Oliverpabstia is a genus of Gram-positive, strictly anaerobic bacteria within the family Lachnospiraceae. The genus was established following the isolation and characterization of its type species, Oliverpabstia intestinalis, from the gastrointestinal tract of pigs in Germany. The genus name honors Prof. Oliver Pabst for his contributions to mucosal immunology.

== Taxonomy ==
The genus Oliverpabstia was first described by Wylensek et al. in 2020, based on isolates obtained from the pig gastrointestinal tract.
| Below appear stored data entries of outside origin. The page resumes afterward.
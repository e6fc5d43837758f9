//! Greeting operation, `GET /api/test`.

use chrono::Local;
use gatehouse_protocol::{HandlerResult, InboundRequest, Routes};
use http::Method;
use serde_json::json;
use tracing::info;

use crate::{Operation, ServiceScope};

/// Returns `"Hello World! <local time>"` as a JSON string.
#[derive(Debug, Default, Clone, Copy)]
pub struct GreetingOperation;

impl GreetingOperation {
    pub fn new() -> Self {
        Self
    }

    fn greeting() -> String {
        format!("Hello World! {}", Local::now().format("%Y-%m-%d %H:%M:%S"))
    }
}

impl Operation for GreetingOperation {
    fn name(&self) -> &str {
        "GetTest"
    }

    fn method(&self) -> Method {
        Method::GET
    }

    fn path(&self) -> &str {
        Routes::TEST
    }

    async fn invoke(&self, scope: &ServiceScope, _request: &InboundRequest) -> HandlerResult {
        info!(scope = %scope.id(), "Hello World! returned");
        Ok(json!(Self::greeting()))
    }
}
Phylogenetic analyses, including 16S rRNA gene sequencing and whole-genome comparisons, demonstrated that these isolates formed a distinct lineage within the Lachnospiraceae family, warranting the establishment of a new genus.

== Species ==
Currently, the genus comprises a single validly published species:
- Oliverpabstia intestinalis — the type species

== Morphology and physiology ==
Members of the genus Oliverpabstia are characterized by the following features:
- Cell morphology: Gram-positive, non-spore-forming coccoid rods
- Oxygen requirement: Strictly anaerobic
- Temperature range: Mesophilic, with optimal growth at 37 °C
- Metabolism: Fermentative, producing short-chain fatty acids as end products

The type strain, BSM-380-WT-5A (= DSM 106162 = JCM 34394), was isolated from the feces of a 5-month-old pig in Germany.